While reading the excellent literature available on women's situation within different welfare state system today, the question of what women want sometimes becomes only more complex and any simple answer seems to fade away, the closer one perhaps comes to the heart of the question's answer.

The one country, to which most fingers point and which indisputably serves as a "quasi" ideal model of a welfare state system, is—of course—Sweden, a (the author supposes) truly lucky country for women to live in. Being contrasted to the German model, the Swedish model appears to be, and is, much more sophisticated what concerns equal treatment of gender in social security and welfare provision.

While entitlement to social security is bound upon the residence or citizenship status of women in Sweden, the entitlement of their German counterparts hinges on their participation in the formal labor market much more than on their residence or citizenship status. While the latter is necessary to be eligible for—comparatively, that is, very generous—social assistance ("welfare") benefits, social security benefits are only accessible to those who contributed directly into the system—i.e., excluding, female and male, taxpayers who contribute to the system by way of income tax and consumption taxes, since most of today's social security (pay-as-you-go) systems are not self-sufficient and need huge subsidies financed out of governments' general revenues.

What is rather astonishing now is that, out of the vast literature on gender studies in comparative welfare state analysis, there stand out a number of voices who actually highlight the proposingly advantageous universal features of means-tested welfare systems in the United Kingdom and Australia. This, without a doubt, can be explained by the comparatively extensive use of means-testing and the wider coverage or the higher benefits offered (similar to the positive effects of a theoretically less positive welfare system for women in Germany, due to higher benefits, and virtual full coverage of women).

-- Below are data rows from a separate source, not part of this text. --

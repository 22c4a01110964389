//! Device Provider Contract
//!
//! Defines the narrow interface the sync core uses to pull data from a
//! wearable vendor: three fetch operations, each returning a finite batch of
//! records newer than a cursor timestamp.

use async_trait::async_trait;
use serde::{Deserialize, Serialize};

use crate::error::Result;

/// A raw activity as reported by the vendor, before conversion into the
/// application's own run records.
#[derive(Debug, Clone, PartialEq, Serialize, Deserialize)]
pub struct ProviderActivity {
    /// Vendor-assigned activity identifier; the idempotency key for import.
    pub external_id: String,
    /// Vendor sport label (e.g. "running", "trail_running").
    pub sport: String,
    /// Unix timestamp when the activity started
    pub started_at: i64,
    /// Elapsed duration in seconds
    pub duration_secs: i64,
    /// Total distance in meters, if the vendor reports one
    pub distance_m: Option<f64>,
    /// Average heart rate over the activity
    pub avg_heart_rate: Option<u16>,
    /// Active calories burned
    pub calories: Option<u32>,
}

/// A single heart-rate reading.
#[derive(Debug, Clone, Copy, PartialEq, Eq, Serialize, Deserialize)]
pub struct HeartRateSample {
    /// Unix timestamp of the reading
    pub recorded_at: i64,
    /// Beats per minute
    pub bpm: u16,
}

/// Kinds of body metrics the vendors report outside of activities.
#[derive(Debug, Clone, Copy, PartialEq, Eq, Hash, Serialize, Deserialize)]
#[serde(rename_all = "snake_case")]
pub enum MetricKind {
    RestingHeartRate,
    Vo2Max,
    WeightKg,
    SleepDurationMins,
}

impl MetricKind {
    /// String representation used for storage
    pub fn as_str(&self) -> &'static str {
        match self {
            MetricKind::RestingHeartRate => "resting_heart_rate",
            MetricKind::Vo2Max => "vo2_max",
            MetricKind::WeightKg => "weight_kg",
            MetricKind::SleepDurationMins => "sleep_duration_mins",
        }
    }

    /// Parse a metric kind from its storage representation
    pub fn parse(s: &str) -> Option<Self> {
        match s {
            "resting_heart_rate" => Some(MetricKind::RestingHeartRate),
            "vo2_max" => Some(MetricKind::Vo2Max),
            "weight_kg" => Some(MetricKind::WeightKg),
            "sleep_duration_mins" => Some(MetricKind::SleepDurationMins),
            _ => None,
        }
    }
}

impl std::fmt::Display for MetricKind {
    fn fmt(&self, f: &mut std::fmt::Formatter<'_>) -> std::fmt::Result {
        write!(f, "{}", self.as_str())
    }
}

/// A dated body metric value.
#[derive(Debug, Clone, Copy, PartialEq, Serialize, Deserialize)]
pub struct BodyMetric {
    /// Unix timestamp of the measurement
    pub recorded_at: i64,
    /// What was measured
    pub kind: MetricKind,
    /// The measured value in the kind's implied unit
    pub value: f64,
}

/// Wearable vendor data source.
///
/// Implementations own protocol, authentication, and pagination; each fetch
/// returns the complete batch of records newer than `since` (a Unix
/// timestamp, typically the device's last successful sync). `None` means
/// "everything the vendor retains".
///
/// # Example
///
/// ```ignore
/// use provider_traits::DeviceProvider;
///
/// async fn pull(provider: &dyn DeviceProvider, device_ref: &str) -> Result<()> {
///     let activities = provider.fetch_activities(device_ref, None).await?;
///     for activity in activities {
///         println!("{} {}m", activity.external_id, activity.distance_m.unwrap_or(0.0));
///     }
///     Ok(())
/// }
/// ```
#[async_trait]
pub trait DeviceProvider: Send + Sync {
    /// Fetch activities recorded on the device since the cursor.
    async fn fetch_activities(
        &self,
        device_ref: &str,
        since: Option<i64>,
    ) -> Result<Vec<ProviderActivity>>;

    /// Fetch continuous heart-rate samples since the cursor.
    async fn fetch_heart_rate(
        &self,
        device_ref: &str,
        since: Option<i64>,
    ) -> Result<Vec<HeartRateSample>>;

    /// Fetch daily body metrics since the cursor.
    async fn fetch_metrics(
        &self,
        device_ref: &str,
        since: Option<i64>,
    ) -> Result<Vec<BodyMetric>>;
}
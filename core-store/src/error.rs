use thiserror::Error;

#[derive(Error, Debug)]
pub enum StoreError {
    #[error("Database error: {0}")]
    Database(#[from] sqlx::Error),

    #[error("Entity not found: {entity_type} with id {id}")]
    NotFound { entity_type: String, id: String },

    #[error("Invalid stored value: {column} = {value}")]
    Decode { column: String, value: String },

    #[error("Migration failed: {0}")]
    Migration(String),
}

pub type Result<T> = std::result::Result<T, StoreError>;
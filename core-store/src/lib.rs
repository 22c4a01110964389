//! # Local Health-Data Store
//!
//! The embedded database layer of the coaching app: paired devices, imported
//! runs, and metric series, persisted in SQLite.
//!
//! ## Components
//!
//! - **Database pool** (`db`): SQLite connection pooling with WAL mode and
//!   embedded migrations
//! - **Models** (`models`): devices, runs, heart-rate points, body
//!   measurements
//! - **Repositories** (`repositories`): data-access traits and their SQLite
//!   implementations; the sync core consumes only the traits

pub mod db;
pub mod error;
pub mod models;
pub mod repositories;

pub use db::{create_pool, create_test_pool, DatabaseConfig};
pub use error::{Result, StoreError};
pub use models::{
    BodyMeasurement, ConnectionStatus, Device, DeviceId, DeviceKind, HeartRatePoint, NewDevice,
    Run, RunId, UserId,
};
pub use repositories::{
    ActivityRepository, DeviceDirectory, HealthMetricsRepository, SqliteActivityRepository,
    SqliteDeviceDirectory, SqliteHealthMetricsRepository,
};
//! Device directory: lookup and maintenance of paired wearables

use async_trait::async_trait;
use sqlx::{FromRow, SqlitePool};

use crate::error::{Result, StoreError};
use crate::models::{ConnectionStatus, Device, DeviceId, DeviceKind, NewDevice, UserId};

/// Directory of paired devices, consumed by the sync core to resolve jobs
/// to concrete hardware.
#[async_trait]
pub trait DeviceDirectory: Send + Sync {
    /// Look up a device by id
    async fn find_by_id(&self, id: DeviceId) -> Result<Option<Device>>;

    /// All devices paired by a user
    async fn find_by_user(&self, user_id: UserId) -> Result<Vec<Device>>;

    /// Pair a new device; the store assigns the id
    async fn insert(&self, device: &NewDevice) -> Result<DeviceId>;

    /// Record the completion time of a successful sync
    async fn update_last_sync(&self, id: DeviceId, synced_at: i64) -> Result<()>;

    /// Change a device's connection state
    async fn update_connection_status(&self, id: DeviceId, status: ConnectionStatus)
        -> Result<()>;
}

/// SQLite implementation of [`DeviceDirectory`]
pub struct SqliteDeviceDirectory {
    pool: SqlitePool,
}

impl SqliteDeviceDirectory {
    pub fn new(pool: SqlitePool) -> Self {
        Self { pool }
    }
}

#[derive(Debug, FromRow)]
struct DeviceRow {
    id: i64,
    user_id: i64,
    kind: String,
    external_ref: String,
    connection_status: String,
    label: Option<String>,
    last_sync_at: Option<i64>,
    created_at: i64,
}

impl TryFrom<DeviceRow> for Device {
    type Error = StoreError;

    fn try_from(row: DeviceRow) -> Result<Self> {
        let kind = DeviceKind::parse(&row.kind).ok_or_else(|| StoreError::Decode {
            column: "kind".to_string(),
            value: row.kind.clone(),
        })?;
        let connection_status =
            ConnectionStatus::parse(&row.connection_status).ok_or_else(|| StoreError::Decode {
                column: "connection_status".to_string(),
                value: row.connection_status.clone(),
            })?;

        Ok(Device {
            id: DeviceId(row.id),
            user_id: UserId(row.user_id),
            kind,
            external_ref: row.external_ref,
            connection_status,
            label: row.label,
            last_sync_at: row.last_sync_at,
            created_at: row.created_at,
        })
    }
}

#[async_trait]
impl DeviceDirectory for SqliteDeviceDirectory {
    async fn find_by_id(&self, id: DeviceId) -> Result<Option<Device>> {
        let row = sqlx::query_as::<_, DeviceRow>(
            r#"
            SELECT id, user_id, kind, external_ref, connection_status,
                   label, last_sync_at, created_at
            FROM devices
            WHERE id = ?
            "#,
        )
        .bind(id.0)
        .fetch_optional(&self.pool)
        .await?;

        row.map(Device::try_from).transpose()
    }

    async fn find_by_user(&self, user_id: UserId) -> Result<Vec<Device>> {
        let rows = sqlx::query_as::<_, DeviceRow>(
            r#"
            SELECT id, user_id, kind, external_ref, connection_status,
                   label, last_sync_at, created_at
            FROM devices
            WHERE user_id = ?
            ORDER BY created_at ASC
            "#,
        )
        .bind(user_id.0)
        .fetch_all(&self.pool)
        .await?;

        rows.into_iter().map(Device::try_from).collect()
    }

    async fn insert(&self, device: &NewDevice) -> Result<DeviceId> {
        let result = sqlx::query(
            r#"
            INSERT INTO devices (
                user_id, kind, external_ref, connection_status, label, created_at
            ) VALUES (?, ?, ?, ?, ?, ?)
            "#,
        )
        .bind(device.user_id.0)
        .bind(device.kind.as_str())
        .bind(&device.external_ref)
        .bind(device.connection_status.as_str())
        .bind(&device.label)
        .bind(chrono::Utc::now().timestamp())
        .execute(&self.pool)
        .await?;

        Ok(DeviceId(result.last_insert_rowid()))
    }

    async fn update_last_sync(&self, id: DeviceId, synced_at: i64) -> Result<()> {
        let result = sqlx::query("UPDATE devices SET last_sync_at = ? WHERE id = ?")
            .bind(synced_at)
            .bind(id.0)
            .execute(&self.pool)
            .await?;

        if result.rows_affected() == 0 {
            return Err(StoreError::NotFound {
                entity_type: "Device".to_string(),
                id: id.to_string(),
            });
        }

        Ok(())
    }

    async fn update_connection_status(
        &self,
        id: DeviceId,
        status: ConnectionStatus,
    ) -> Result<()> {
        let result = sqlx::query("UPDATE devices SET connection_status = ? WHERE id = ?")
            .bind(status.as_str())
            .bind(id.0)
            .execute(&self.pool)
            .await?;

        if result.rows_affected() == 0 {
            return Err(StoreError::NotFound {
                entity_type: "Device".to_string(),
                id: id.to_string(),
            });
        }

        Ok(())
    }
}
use core_store::StoreError;
use provider_traits::ProviderError;
use thiserror::Error;

/// Errors surfaced by the scheduler's public entry points and the job store.
#[derive(Error, Debug)]
pub enum SyncError {
    #[error("Sync job {job_id} not found")]
    JobNotFound { job_id: String },

    #[error("Invalid job ID: {0}")]
    InvalidJobId(String),

    #[error("Invalid sync status: {0}")]
    InvalidStatus(String),

    #[error("Invalid sync job type: {0}")]
    InvalidJobType(String),

    #[error("Invalid priority: {0}")]
    InvalidPriority(i32),

    #[error("Invalid state transition from {from} to {to}: {reason}")]
    InvalidStateTransition {
        from: String,
        to: String,
        reason: String,
    },

    #[error("Database error: {0}")]
    Database(String),
}

pub type Result<T> = std::result::Result<T, SyncError>;

/// Failure of a single job execution attempt, as seen at the finalization
/// boundary.
///
/// The first three variants are setup problems a retry cannot fix; their
/// display strings are the messages recorded on the job record. Everything
/// else carries its own classification (see [`crate::retry::classify`]).
#[derive(Error, Debug)]
pub enum ExecutionError {
    #[error("Device not found")]
    DeviceNotFound,

    #[error("Device not connected")]
    DeviceNotConnected,

    #[error("Unsupported device type")]
    UnsupportedDeviceKind,

    #[error(transparent)]
    Provider(#[from] ProviderError),

    #[error("Store error: {0}")]
    Store(#[from] StoreError),

    #[error("Job store error: {0}")]
    JobStore(#[from] SyncError),
}
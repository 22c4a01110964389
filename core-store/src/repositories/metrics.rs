//! Heart-rate and body-metric series storage
//!
//! Series rows are keyed on their timestamps; re-importing an overlapping
//! window overwrites in place (last writer wins), so these upserts are safe
//! to repeat across retried sync attempts.

use async_trait::async_trait;
use sqlx::SqlitePool;

use crate::error::{Result, StoreError};
use crate::models::{BodyMeasurement, DeviceId, HeartRatePoint, UserId};
use provider_traits::MetricKind;

/// Repository for fetched metric series
#[async_trait]
pub trait HealthMetricsRepository: Send + Sync {
    /// Store heart-rate readings; overlapping timestamps are overwritten.
    /// Returns the number of rows written.
    async fn upsert_heart_rate(&self, points: &[HeartRatePoint]) -> Result<u64>;

    /// Store body metric values; overlapping keys are overwritten.
    /// Returns the number of rows written.
    async fn upsert_measurements(&self, measurements: &[BodyMeasurement]) -> Result<u64>;

    /// Count stored heart-rate readings for a device
    async fn count_heart_rate(&self, device_id: DeviceId) -> Result<i64>;

    /// Fetch a user's measurements of one kind, newest first
    async fn find_measurements(
        &self,
        user_id: UserId,
        kind: MetricKind,
        limit: u32,
    ) -> Result<Vec<BodyMeasurement>>;
}

/// SQLite implementation of [`HealthMetricsRepository`]
pub struct SqliteHealthMetricsRepository {
    pool: SqlitePool,
}

impl SqliteHealthMetricsRepository {
    pub fn new(pool: SqlitePool) -> Self {
        Self { pool }
    }
}

#[async_trait]
impl HealthMetricsRepository for SqliteHealthMetricsRepository {
    async fn upsert_heart_rate(&self, points: &[HeartRatePoint]) -> Result<u64> {
        let mut written = 0u64;
        for point in points {
            let result = sqlx::query(
                r#"
                INSERT INTO heart_rate_points (device_id, user_id, recorded_at, bpm)
                VALUES (?, ?, ?, ?)
                ON CONFLICT (device_id, recorded_at) DO UPDATE SET bpm = excluded.bpm
                "#,
            )
            .bind(point.device_id.0)
            .bind(point.user_id.0)
            .bind(point.recorded_at)
            .bind(point.bpm)
            .execute(&self.pool)
            .await?;

            written += result.rows_affected();
        }

        Ok(written)
    }

    async fn upsert_measurements(&self, measurements: &[BodyMeasurement]) -> Result<u64> {
        let mut written = 0u64;
        for measurement in measurements {
            let result = sqlx::query(
                r#"
                INSERT INTO body_measurements (user_id, device_id, kind, recorded_at, value)
                VALUES (?, ?, ?, ?, ?)
                ON CONFLICT (user_id, kind, recorded_at) DO UPDATE SET
                    value = excluded.value,
                    device_id = excluded.device_id
                "#,
            )
            .bind(measurement.user_id.0)
            .bind(measurement.device_id.0)
            .bind(measurement.kind.as_str())
            .bind(measurement.recorded_at)
            .bind(measurement.value)
            .execute(&self.pool)
            .await?;

            written += result.rows_affected();
        }

        Ok(written)
    }

    async fn count_heart_rate(&self, device_id: DeviceId) -> Result<i64> {
        let count: i64 =
            sqlx::query_scalar("SELECT COUNT(*) FROM heart_rate_points WHERE device_id = ?")
                .bind(device_id.0)
                .fetch_one(&self.pool)
                .await?;

        Ok(count)
    }

    async fn find_measurements(
        &self,
        user_id: UserId,
        kind: MetricKind,
        limit: u32,
    ) -> Result<Vec<BodyMeasurement>> {
        let rows: Vec<(i64, i64, String, i64, f64)> = sqlx::query_as(
            r#"
            SELECT user_id, device_id, kind, recorded_at, value
            FROM body_measurements
            WHERE user_id = ? AND kind = ?
            ORDER BY recorded_at DESC
            LIMIT ?
            "#,
        )
        .bind(user_id.0)
        .bind(kind.as_str())
        .bind(limit as i64)
        .fetch_all(&self.pool)
        .await?;

        rows.into_iter()
            .map(|(user_id, device_id, kind, recorded_at, value)| {
                let kind = MetricKind::parse(&kind).ok_or_else(|| StoreError::Decode {
                    column: "kind".to_string(),
                    value: kind.clone(),
                })?;
                Ok(BodyMeasurement {
                    user_id: UserId(user_id),
                    device_id: DeviceId(device_id),
                    kind,
                    recorded_at,
                    value,
                })
            })
            .collect()
    }
}
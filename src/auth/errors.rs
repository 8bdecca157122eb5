//! # Auth Errors
//!
//! Error types for the authentication module.

use thiserror::Error;

/// Result type for auth operations
pub type AuthResult<T> = Result<T, AuthError>;

/// Authentication and reviewer-directory errors
#[derive(Debug, Clone, Error)]
pub enum AuthError {
    // ==================
    // Authentication Errors
    // ==================

    /// Unknown username or wrong password (generic - don't leak which)
    #[error("Invalid credentials")]
    InvalidCredentials,

    /// No session token was presented
    #[error("Authentication required")]
    AuthenticationRequired,

    // ==================
    // Token Errors
    // ==================

    /// Token is malformed
    #[error("Malformed token")]
    MalformedToken,

    /// Token has expired
    #[error("Token expired")]
    TokenExpired,

    /// Token signature is invalid
    #[error("Invalid token signature")]
    InvalidSignature,

    /// Token was invalidated by logout
    #[error("Session has been revoked")]
    SessionRevoked,

    // ==================
    // Directory Errors
    // ==================

    /// Username missing or empty
    #[error("Username and password are required")]
    MissingCredentials,

    /// Password does not meet requirements
    #[error("Password does not meet requirements: {0}")]
    WeakPassword(String),

    /// Username already taken
    #[error("Username already exists")]
    UsernameTaken,

    /// No admin with this id
    #[error("Admin not found")]
    AdminNotFound,

    /// An admin tried to remove their own account
    #[error("You cannot delete your own account")]
    SelfRemoval,

    // ==================
    // Internal Errors
    // ==================

    /// Password hashing failed
    #[error("Internal error: password hashing failed")]
    HashingFailed,

    /// Token generation failed
    #[error("Internal error: token generation failed")]
    TokenGenerationFailed,

    /// Storage operation failed
    #[error("Storage error: {0}")]
    StorageError(String),
}

impl AuthError {
    /// Returns the HTTP status code for this error
    pub fn status_code(&self) -> u16 {
        match self {
            // 400 Bad Request (conflicts share 400 with validation)
            AuthError::MissingCredentials => 400,
            AuthError::WeakPassword(_) => 400,
            AuthError::UsernameTaken => 400,
            AuthError::SelfRemoval => 400,

            // 401 Unauthorized
            AuthError::InvalidCredentials => 401,
            AuthError::AuthenticationRequired => 401,
            AuthError::MalformedToken => 401,
            AuthError::TokenExpired => 401,
            AuthError::InvalidSignature => 401,
            AuthError::SessionRevoked => 401,

            // 404 Not Found
            AuthError::AdminNotFound => 404,

            // 500 Internal Server Error
            AuthError::HashingFailed => 500,
            AuthError::TokenGenerationFailed => 500,
            AuthError::StorageError(_) => 500,
        }
    }
}

impl From<crate::store::StoreError> for AuthError {
    fn from(err: crate::store::StoreError) -> Self {
        AuthError::StorageError(err.to_string())
    }
}

#[cfg(test)]
mod tests {
    use super::*;

    #[test]
    fn test_error_status_codes() {
        assert_eq!(AuthError::InvalidCredentials.status_code(), 401);
        assert_eq!(AuthError::TokenExpired.status_code(), 401);
        assert_eq!(AuthError::UsernameTaken.status_code(), 400);
        assert_eq!(AuthError::SelfRemoval.status_code(), 400);
        assert_eq!(AuthError::AdminNotFound.status_code(), 404);
        assert_eq!(AuthError::HashingFailed.status_code(), 500);
    }

    #[test]
    fn test_error_messages_do_not_leak_info() {
        let err = AuthError::InvalidCredentials;
        assert!(!err.to_string().contains("password"));
        assert!(!err.to_string().contains("username"));
    }
}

When compared to the United States and Canada, it is to be said that both the UK and Australia pursue a different strategy to the provision of a minimum safety net emphasizing limited accessibility-however, not compromising the prevention of dire poverty among female welfare recipients. In other words, welfare benefits range at relatively high levels for those most in need, and this even after a period of welfare state retrenchment and the implementation of work-for-the-dole programs.

Means-tested social assistance, in general and to women in particular, remains to be, in fact one of the most unpopular and perhaps to the most discriminating (considering its effects on welfare dependency and gender segregation) form of welfare provision-even though, the author, agrees in some places more generous benefits and a wider coverage may undo most of discriminating effects of means-testing for women as well.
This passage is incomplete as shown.